Linked Data - Part 1


Linked Data is a method of linking data from different data-sources and being able to perform queries on that data. The (idealistic) goal is to link as much data from as many data-sources as possible, so all (or at least a lot of) knowledge of humankind may be queried using a relatively easy query language. Wouldn't it be nice to be able to query "Give a list of movies that do not contain a leading actor who is known to be vegan"? Using (old) technology you would need to manually search for all actors that are known to be vegan, search for all movies, find out who the leading actor(s) are and filter out those movies that contain pretentious, uhhhh, I mean vegan leading Actors. Technology like this helps us nerds in building something awesome like the computer from Star Trek, the ultimate goal of Google. Well maybe not really like Google, because Google is more like a web-spider that generates it's own databases to be used for fancy queries. The idea of Linked Data is that those databases are distributed, open, linked and accessible by everyone (and not only in a web-interface that shows ads to monetize good ideas)

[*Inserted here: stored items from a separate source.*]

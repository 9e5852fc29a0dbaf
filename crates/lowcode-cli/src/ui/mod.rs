//! Terminal output: status lines, spinners and the build summary.
//!
//! Everything here writes to stderr so stdout stays free for piping.

mod format;
mod messages;
mod spinner;

pub use format::{format_duration, format_size, print_build_summary};
pub use messages::{error, info, success, warning};
pub use spinner::Spinner;

/// Whether colored output should be used.
///
/// `NO_COLOR` wins over `FORCE_COLOR`; otherwise stderr must be a terminal.
pub fn should_use_color() -> bool {
    if std::env::var_os("NO_COLOR").is_some() {
        return false;
    }
    if std::env::var_os("FORCE_COLOR").is_some() {
        return true;
    }
    console::user_attended_stderr()
}

/// Apply the color decision to the spinner and summary output.
pub fn init_colors(no_color: bool) {
    console::set_colors_enabled_stderr(!no_color && should_use_color());
}
//! Error handling for the lowcode CLI.
//!
//! Library errors convert into [`CliError`] through `#[from]`, and every
//! error becomes a [`miette::Report`] at `main` so it is printed with its code,
//! help text and, for check failures, the offending source lines.

use std::path::PathBuf;

use lowcode_config::ConfigError;
use thiserror::Error;

/// Top-level CLI error type.
#[derive(Debug, Error)]
pub enum CliError {
    #[error(transparent)]
    Config(#[from] ConfigError),

    #[error(transparent)]
    Build(#[from] lowcode_builder::Error),

    #[error("File not found: {}", .0.display())]
    FileNotFound(PathBuf),

    #[error("I/O error: {0}")]
    Io(#[from] std::io::Error),

    /// Dev server failed to bind or stopped unexpectedly.
    #[error("Server error: {0}")]
    Server(String),

    #[error("File watcher error: {0}")]
    Watch(#[from] notify::Error),

    #[error("{0}")]
    Custom(String),
}

pub type Result<T, E = CliError> = std::result::Result<T, E>;

/// Extension trait for adding context to `Result` types.
pub trait ResultExt<T> {
    fn with_hint(self, hint: impl std::fmt::Display) -> Result<T>;

    fn context(self, msg: impl std::fmt::Display) -> Result<T>;
}

impl<T, E: Into<CliError>> ResultExt<T> for std::result::Result<T, E> {
    fn with_hint(self, hint: impl std::fmt::Display) -> Result<T> {
        self.map_err(|e| {
            let err: CliError = e.into();
            CliError::Custom(format!("{err}\n\nHint: {hint}"))
        })
    }

    fn context(self, msg: impl std::fmt::Display) -> Result<T> {
        self.map_err(|e| {
            let err: CliError = e.into();
            CliError::Custom(format!("{msg}: {err}"))
        })
    }
}

/// Convert a CLI error into a report for `main`.
///
/// Builder and config errors keep their diagnostic codes and help text.
pub fn cli_error_to_miette(err: CliError) -> miette::Report {
    match err {
        CliError::Build(e) => miette::Report::new(e),
        CliError::Config(e) => miette::Report::new(lowcode_builder::Error::Config(e)),
        other => miette::miette!("{}", other),
    }
}

#[cfg(test)]
mod tests {
    use super::*;
    use miette::Diagnostic;

    #[test]
    fn config_errors_convert() {
        let err: CliError = ConfigError::MissingLibrary.into();
        assert!(matches!(err, CliError::Config(_)));
        assert_eq!(
            err.to_string(),
            "library option is required when the umd format is requested"
        );
    }

    #[test]
    fn with_hint_appends_hint() {
        let result: std::result::Result<(), ConfigError> = Err(ConfigError::MissingLibrary);
        let msg = result.with_hint("Pass --library").unwrap_err().to_string();
        assert!(msg.ends_with("Hint: Pass --library"));
    }

    #[test]
    fn context_prefixes_message() {
        let result: std::result::Result<(), ConfigError> =
            Err(ConfigError::NotFound(PathBuf::from("x.json")));
        let msg = result.context("Failed to resolve options").unwrap_err().to_string();
        assert!(msg.starts_with("Failed to resolve options: config file not found"));
    }

    #[test]
    fn config_reports_carry_hint() {
        let report = cli_error_to_miette(CliError::Config(ConfigError::MissingLibrary));
        let help = report.help().map(|h| h.to_string());
        assert_eq!(
            help.as_deref(),
            Some("Pass --library <GlobalName> or set `library` in the config file")
        );
        let code = report.code().map(|c| c.to_string());
        assert_eq!(code.as_deref(), Some("CONFIG_ERROR"));
    }
}
//! Source tree enumeration.
//!
//! All walks skip `node_modules`, and results are sorted so that generated
//! entries and diagnostics are stable across runs.

use std::path::{Path, PathBuf};

use walkdir::{DirEntry, WalkDir};

const META_STEMS: [&str; 4] = ["meta.js", "meta.jsx", "meta.ts", "meta.tsx"];

/// Component metadata files (`**/meta.{js,jsx,ts,tsx}`) under `meta_dir`.
///
/// A missing directory yields an empty list.
pub fn discover_meta_files(meta_dir: &Path) -> Vec<PathBuf> {
    collect(meta_dir, &["node_modules"], |path| {
        path.file_name()
            .and_then(|name| name.to_str())
            .is_some_and(|name| META_STEMS.contains(&name))
    })
}

/// Files the checker looks at: `src/**/*.{ts,tsx,vue}` outside `demos`.
pub fn check_sources(src_dir: &Path) -> Vec<PathBuf> {
    collect(src_dir, &["node_modules", "demos"], |path| {
        has_extension(path, &["ts", "tsx", "vue"])
    })
}

/// Per-module inputs of the cjs/esm build: `src/**/*.{ts,tsx,js,jsx,vue}`.
///
/// Declaration files and `demos` are left out.
pub fn library_inputs(src_dir: &Path) -> Vec<PathBuf> {
    collect(src_dir, &["node_modules", "demos"], |path| {
        has_extension(path, &["ts", "tsx", "js", "jsx", "vue"]) && !is_declaration(path)
    })
}

pub(crate) fn is_declaration(path: &Path) -> bool {
    path.file_name()
        .and_then(|name| name.to_str())
        .is_some_and(|name| name.ends_with(".d.ts"))
}

fn has_extension(path: &Path, extensions: &[&str]) -> bool {
    path.extension()
        .and_then(|ext| ext.to_str())
        .is_some_and(|ext| extensions.contains(&ext))
}

fn collect(root: &Path, skip_dirs: &[&str], keep: impl Fn(&Path) -> bool) -> Vec<PathBuf> {
    if !root.is_dir() {
        return Vec::new();
    }

    let skipped = |entry: &DirEntry| {
        entry.depth() > 0
            && entry.file_type().is_dir()
            && entry
                .file_name()
                .to_str()
                .is_some_and(|name| skip_dirs.contains(&name))
    };

    let mut files: Vec<PathBuf> = WalkDir::new(root)
        .follow_links(true)
        .into_iter()
        .filter_entry(|entry| !skipped(entry))
        .filter_map(|entry| entry.ok())
        .filter(|entry| entry.file_type().is_file() && keep(entry.path()))
        .map(DirEntry::into_path)
        .collect();
    files.sort();
    files
}
//! Recursive merging of raw configuration values.

use serde_json::Value;

/// Merge `update` into `target`.
///
/// Objects merge key by key, recursively. Arrays and scalars in `update`
/// replace whatever `target` held.
pub fn merge_values(target: &mut Value, update: &Value) {
    match (target, update) {
        (Value::Object(target_map), Value::Object(update_map)) => {
            for (key, value) in update_map {
                merge_values(target_map.entry(key.clone()).or_insert(Value::Null), value);
            }
        }
        (target_slot, _) => {
            *target_slot = update.clone();
        }
    }
}

/// JSON kind name used in type errors.
pub fn kind_of(value: &Value) -> &'static str {
    match value {
        Value::Null => "null",
        Value::Bool(_) => "boolean",
        Value::Number(_) => "number",
        Value::String(_) => "string",
        Value::Array(_) => "array",
        Value::Object(_) => "object",
    }
}

#[cfg(test)]
mod tests {
    use super::*;
    use serde_json::json;

    #[test]
    fn objects_merge_recursively() {
        let mut target = json!({ "npmInfo": { "destructuring": true }, "groups": ["a"] });
        merge_values(&mut target, &json!({ "npmInfo": { "package": "ui" } }));
        assert_eq!(
            target,
            json!({ "npmInfo": { "destructuring": true, "package": "ui" }, "groups": ["a"] })
        );
    }

    #[test]
    fn arrays_replace() {
        let mut target = json!({ "groups": ["a", "b"] });
        merge_values(&mut target, &json!({ "groups": ["c"] }));
        assert_eq!(target, json!({ "groups": ["c"] }));
    }

    #[test]
    fn differing_kinds_replace() {
        let mut target = json!({ "baseUrl": { "production": "x" } });
        merge_values(&mut target, &json!({ "baseUrl": "y" }));
        assert_eq!(target, json!({ "baseUrl": "y" }));

        merge_values(&mut target, &json!({ "baseUrl": { "development": "z" } }));
        assert_eq!(target, json!({ "baseUrl": { "development": "z" } }));
    }

    #[test]
    fn kind_names() {
        assert_eq!(kind_of(&json!(1)), "number");
        assert_eq!(kind_of(&json!([])), "array");
        assert_eq!(kind_of(&Value::Null), "null");
    }
}
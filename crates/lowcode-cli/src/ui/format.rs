//! The build summary: written files grouped by output tree.

use std::path::{Path, PathBuf};
use std::time::Duration;

use console::Term;
use indexmap::IndexMap;
use owo_colors::OwoColorize;

/// Bundle size in decimal kilobytes, the unit bundlers report.
///
/// ```
/// use lowcode_cli::ui::format_size;
///
/// assert_eq!(format_size(512), "512 B");
/// assert_eq!(format_size(15_360), "15.36 kB");
/// ```
pub fn format_size(bytes: u64) -> String {
    if bytes < 1000 {
        format!("{bytes} B")
    } else {
        format!("{:.2} kB", bytes as f64 / 1000.0)
    }
}

/// Build or rebuild time: milliseconds under a second, seconds otherwise.
pub fn format_duration(duration: Duration) -> String {
    match duration.as_millis() {
        ms @ 0..1000 => format!("{ms}ms"),
        _ => format!("{:.1}s", duration.as_secs_f64()),
    }
}

/// Files of one output tree (`lib`, `es`, `dist`).
#[derive(Debug, Default, PartialEq, Eq)]
struct TreeSummary {
    bundles: Vec<(String, u64)>,
    declarations: usize,
    bytes: u64,
}

fn group_by_tree(root: &Path, files: &[(PathBuf, u64)]) -> IndexMap<String, TreeSummary> {
    let mut trees: IndexMap<String, TreeSummary> = IndexMap::new();

    for (file, size) in files {
        let relative = file.strip_prefix(root).unwrap_or(file);
        let mut components = relative.components();
        let tree = components
            .next()
            .map(|c| c.as_os_str().to_string_lossy().into_owned())
            .unwrap_or_default();
        let rest = components.as_path().to_string_lossy().replace('\\', "/");

        let summary = trees.entry(tree).or_default();
        summary.bytes += size;
        if rest.ends_with(".d.ts") {
            summary.declarations += 1;
        } else {
            summary.bundles.push((rest, *size));
        }
    }
    trees
}

/// Print written files per output tree, relative to `root`. Declaration
/// files are counted, not listed.
pub fn print_build_summary(root: &Path, files: &[PathBuf], duration: Duration) {
    let width = (Term::stderr().size().1 as usize).clamp(20, 80);
    let sized: Vec<(PathBuf, u64)> = files
        .iter()
        .map(|file| {
            let size = std::fs::metadata(file).map(|m| m.len()).unwrap_or(0);
            (file.clone(), size)
        })
        .collect();
    let trees = group_by_tree(root, &sized);

    eprintln!("\n{}", "Build Summary".bold().underline());
    eprintln!("{}", "─".repeat(width));

    for (tree, summary) in &trees {
        eprintln!("  {}/", tree.bright_white().bold());
        for (name, size) in &summary.bundles {
            eprintln!("    {} {} {}", "▸".blue(), name, format_size(*size).dimmed());
        }
        if summary.declarations > 0 {
            eprintln!(
                "    {} {} declaration files",
                "▸".blue(),
                summary.declarations
            );
        }
    }

    let total: u64 = trees.values().map(|summary| summary.bytes).sum();
    eprintln!("{}", "─".repeat(width));
    eprintln!(
        "  {} {} files, {} in {}",
        "Total:".bold(),
        files.len(),
        format_size(total).green(),
        format_duration(duration).green()
    );
}
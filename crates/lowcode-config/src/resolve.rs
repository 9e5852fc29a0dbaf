//! Option resolution: defaults, then config file, then CLI overrides.

use std::path::{Path, PathBuf};

use serde_json::{Map, Value};
use tracing::{debug, info};

use crate::discovery::ConfigDiscovery;
use crate::error::{ConfigError, Result};
use crate::manifest::PackageManifest;
use crate::merge::kind_of;
use crate::options::{ResolvedOptions, resolve_against};
use crate::rules::field_rules;

/// Resolve options for a project, relative to the current directory.
///
/// `overrides` is the CLI-style override object. Its `config` key, if any,
/// names the config file explicitly.
///
/// # Example
///
/// ```no_run
/// use lowcode_config::{ResolvedOptions, resolve};
/// use serde_json::json;
///
/// let options = resolve(".", ResolvedOptions::default(), json!({ "library": "AcmeUI" })).unwrap();
/// assert_eq!(options.library, "AcmeUI");
/// ```
pub fn resolve(
    context_arg: impl AsRef<Path>,
    defaults: ResolvedOptions,
    overrides: Value,
) -> Result<ResolvedOptions> {
    let cwd = std::env::current_dir()?;
    resolve_from(&cwd, context_arg, defaults, overrides)
}

/// [`resolve`] with an explicit invocation directory.
pub fn resolve_from(
    cwd: &Path,
    context_arg: impl AsRef<Path>,
    defaults: ResolvedOptions,
    overrides: Value,
) -> Result<ResolvedOptions> {
    let context = resolve_against(cwd, context_arg.as_ref());
    let mut overrides = into_object("overrides", overrides)?;

    let explicit = match overrides.remove("config") {
        None | Some(Value::Null) => None,
        Some(Value::String(path)) => Some(path),
        Some(other) => {
            return Err(ConfigError::Type {
                field: "config".into(),
                expected: "string",
                actual: kind_of(&other),
            });
        }
    };

    let discovery = ConfigDiscovery::new(&context);
    let file_layer = match discovery.locate(explicit.as_deref())? {
        Some(source) => {
            info!(path = %source.path().display(), "using config file");
            discovery.load(&source)?
        }
        None => {
            debug!(context = %context.display(), "no config file found");
            discovery.load_env()?
        }
    };
    let file_layer = into_object("config", file_layer)?;

    let mut options = defaults.rebase(&context);
    for layer in [&file_layer, &overrides] {
        for rule in field_rules() {
            rule.apply(layer, &mut options)?;
        }
    }

    options.ensure_library()?;
    inject_package_info(&mut options)?;

    debug!(
        formats = ?options.format,
        out_dir = %options.out_dir.display(),
        "options resolved"
    );
    Ok(options)
}

/// Stamp the project's own name and version into `lowcode.npmInfo`.
fn inject_package_info(options: &mut ResolvedOptions) -> Result<()> {
    let Some(manifest) = PackageManifest::find(&options.context)? else {
        return Ok(());
    };

    let npm_info = &mut options.lowcode.npm_info;
    if let Some(name) = manifest.name {
        npm_info.insert("package".into(), Value::String(name));
    }
    if let Some(version) = manifest.version {
        npm_info.insert("version".into(), Value::String(version));
    }
    Ok(())
}

fn into_object(field: &str, value: Value) -> Result<Map<String, Value>> {
    match value {
        Value::Object(map) => Ok(map),
        Value::Null => Ok(Map::new()),
        other => Err(ConfigError::Type {
            field: field.into(),
            expected: "object",
            actual: kind_of(&other),
        }),
    }
}

/// Directory to treat as the project context for `context_arg`.
pub fn context_dir(context_arg: impl AsRef<Path>) -> Result<PathBuf> {
    let cwd = std::env::current_dir()?;
    Ok(resolve_against(&cwd, context_arg.as_ref()))
}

I don't want to talk about...

I don't 'really' like to talk about Linked Data because current technology supporting Linked Data sucks. Don't get me wrong, the idea is awesome, but instead of focusing on the really hard problems they are shifting their focus to stupid things like "everything should be denoted by a URI'" and "if the URI's scheme is HTTP then it should lead to a web-page". Well we could have expected this because the big man behind this Linked Data initiative is Tim Berners-Lee (a name you should know!). I don't find it very surprising that Berners-Lee, director of W3C, wants to talk about uniquely identifying stuff with URI's and XML-scheme's. Creating an open standards is great, but first you'll have to create some product that people want to use. For the problem of "How to store and retrieve knowledge", coming up with an answer like XML, HTML front-ends or some SQL-like language is just missing the point. Another fallacy that annoys the crap out of me is people saying things like "adding 'tags' to pieces of text give computers a semantic interpretation of that text", because it really doesn't work that way. Just writing that previous sentence makes me want to puke :(

I do want to talk about...

So what do I want to talk about? All those difficult questions that are too often ignored about the difficulty of storing knowledge and being able to retrieve that knowledge in a reasonable way. When I'm considering solutions I'll probably talk about data-structures like directed graphs, queues or hash-sets and will ignore all talk about standardization of network protocols or database-storage. I expect some minimal knowledge of the reader (that's you!) about the terms Linked Data and Semantic Web, as I'll try to incorporate some of the good ideas. While writing this text i'll be stealing some aspects of RDF, RDFS, OWL, SPARQL and probably a couple of other technologies so don't get angry that I'm plagiarizing existing stuff, because I probably am (you have been warned). After describing a base data-structure for storing knowledge in a distributed fashion, we start talking about the limitations (of which there are plenty) and possible solutions of how to 'fix' them. That is where the real fun starts! Computing knowledge, inferring information, uncertainty, conflicts of information. Ow joy, puzzles like these make me happy to be alive :)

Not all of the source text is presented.